Orbene, ad avviso del giudice a quo, non sarebbe per sé «trasmodante nell’arbitrio» la «blindatura in termini di equivalenza delle circostanze attenuanti generiche» rispetto alla recidiva reiterata dal momento che è limitatamente al reato di sequestro di persona a scopo di estorsione, e «ancor di più se il fatto risulta commesso in continuazione con altri delitti», che, «in ragione del severissimo quadro punitivo contemplato in una forbice sanzionatoria assai ristretta», l’applicazione della disposizione censurata produrrebbe una «abnorme enfatizzazione delle componenti soggettive riconducibili alla recidiva reiterata», con un «aggravio sanzionatorio» manifestamente irragionevole, in quanto tendente al «raddoppio della pena per un fatto che, oggettivamente identico, sia commesso da un recidivo reiterato anziché da un soggetto incensurato».
Del resto, sempre per il giudice rimettente, la Corte costituzionale (sentenza n. 94 del 2023) avrebbe già riconosciuto alle circostanze attenuanti – senza distinzioni tra quelle comuni e quelle ad effetto speciale – «una necessaria funzione riequilibratrice» della marcata divaricazione di cui si è finora discusso, dichiarando costituzionalmente illegittimo l’art. 69, quarto comma, cod. pen., nella parte in cui, in relazione a tutti i reati puniti con l’ergastolo, non consente «alle attenuanti tutte – dunque anche le attenuanti generiche – di prevalere sulla ritenuta recidiva reiterata».
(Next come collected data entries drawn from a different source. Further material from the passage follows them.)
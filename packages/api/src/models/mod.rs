//! Data models exchanged with the inventory backend.
//!
//! Every record the backend owns is identified by an integer primary key
//! (exposed through [`Identified`]). Create/update payloads are separate
//! `*Input` types whose `validate` runs before a request is built.

mod alerta;
mod catalogo;
mod movimiento;
mod producto;
mod proveedor;
mod usuario;

pub use alerta::Alerta;
pub use catalogo::{Categoria, Marca, Motivo, Rol, Sucursal, Ubicacion};
pub use movimiento::{Entrada, EntradaInput, Salida, SalidaInput};
pub use producto::{Producto, ProductoInput};
pub use proveedor::{Proveedor, ProveedorInput};
pub use usuario::{Role, User, Usuario, UsuarioInput};

use serde::{Deserialize, Serialize};

/// A backend record with an integer primary key.
pub trait Identified {
    fn id(&self) -> i64;
}

macro_rules! identified {
    ($($ty:ty => $field:ident),* $(,)?) => {
        $(impl Identified for $ty {
            fn id(&self) -> i64 {
                self.$field
            }
        })*
    };
}

identified! {
    Producto => id_producto,
    Proveedor => id_proveedor,
    Usuario => id_usuario,
    Entrada => id_entrada,
    Salida => id_salida,
    Alerta => id_alerta,
    Sucursal => id_sucursal,
    Ubicacion => id_ubicacion,
    Categoria => id_categoria,
    Marca => id_marca,
    Motivo => id_motivo,
    Rol => id_rol,
}

/// A list result: items sorted ascending by id, plus their count.
#[derive(Debug, Clone, PartialEq, Serialize, Deserialize)]
pub struct Page<T> {
    pub items: Vec<T>,
    pub total: usize,
}

impl<T: Identified> Page<T> {
    /// Sort by id and wrap. The backend does not guarantee order.
    pub fn from_unsorted(mut items: Vec<T>) -> Self {
        items.sort_by_key(Identified::id);
        let total = items.len();
        Self { items, total }
    }
}

impl<T> Default for Page<T> {
    fn default() -> Self {
        Self {
            items: Vec::new(),
            total: 0,
        }
    }
}

pub(crate) fn require(value: &str, field: &str) -> crate::Result<()> {
    if value.trim().is_empty() {
        return Err(crate::ApiError::Validation(format!("{field} is required")));
    }
    Ok(())
}

pub(crate) fn require_positive(value: i64, field: &str) -> crate::Result<()> {
    if value <= 0 {
        return Err(crate::ApiError::Validation(format!(
            "{field} must be greater than zero"
        )));
    }
    Ok(())
}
Tra l’altro, sempre per il giudice a quo, con un secondo fascio di pronunce, la Consulta avrebbe messo in luce l’esigenza «di bilanciare la particolare ampiezza della fattispecie del reato non circostanziato che accomuna condotte marcatamente diverse», e che, per questo, «necessitano di essere differenziate nella determinazione del trattamento sanzionatorio», facendosene conseguire da ciò che, alla fattispecie astratta disegnata dall’art. 630 cod. pen., sarebbe possibile «ascrivere una casistica molto vasta ed eterogenea», alla luce delle «differenze non trascurabili di contesto, durata e modalità attuative del sequestro di persona a scopo di estorsione».
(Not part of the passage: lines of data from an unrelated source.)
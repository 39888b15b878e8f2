use reqwest::Method;

use crate::models::{Alerta, Page};
use crate::{ApiClient, Result};

impl ApiClient {
    pub async fn get_alertas(&self) -> Result<Page<Alerta>> {
        self.get_list("/alertas", &[], "Could not load alerts").await
    }

    /// Mark an alert as handled.
    pub async fn resolve_alerta(&self, id: i64) -> Result<Alerta> {
        self.send_json(
            Method::PUT,
            &format!("/alertas/{id}/resolver"),
            &serde_json::json!({}),
            "Could not resolve alert",
        )
        .await
    }
}

#[cfg(test)]
mod tests {
    use crate::services::testing::client;
    use serde_json::json;
    use wiremock::matchers::{method, path};
    use wiremock::{Mock, MockServer, ResponseTemplate};

    #[tokio::test]
    async fn test_resolve_alerta() {
        let server = MockServer::start().await;
        Mock::given(method("PUT"))
            .and(path("/alertas/8/resolver"))
            .respond_with(ResponseTemplate::new(200).set_body_json(json!({
                "id_alerta": 8, "mensaje": "Stock bajo: Tornillo", "resuelta": true
            })))
            .mount(&server)
            .await;

        let (api, _) = client(&server, Some("tok"));
        let alerta = api.resolve_alerta(8).await.unwrap();
        assert!(!alerta.is_pending());
    }
}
Ciò posto, «l’urgenza di applicare una pena proporzionata» non potrebbe spingere l’interprete «fino all’estrema conclusione, a questo punto obbligata», di considerare – «pur di evitare l’asprissimo carico sanzionatorio» illustrato – ogni fatto di sequestro estorsivo come di lieve entità ex art. 311 cod. pen., anche quando, come nella specie, non ne dovessero ricorrere i presupposti.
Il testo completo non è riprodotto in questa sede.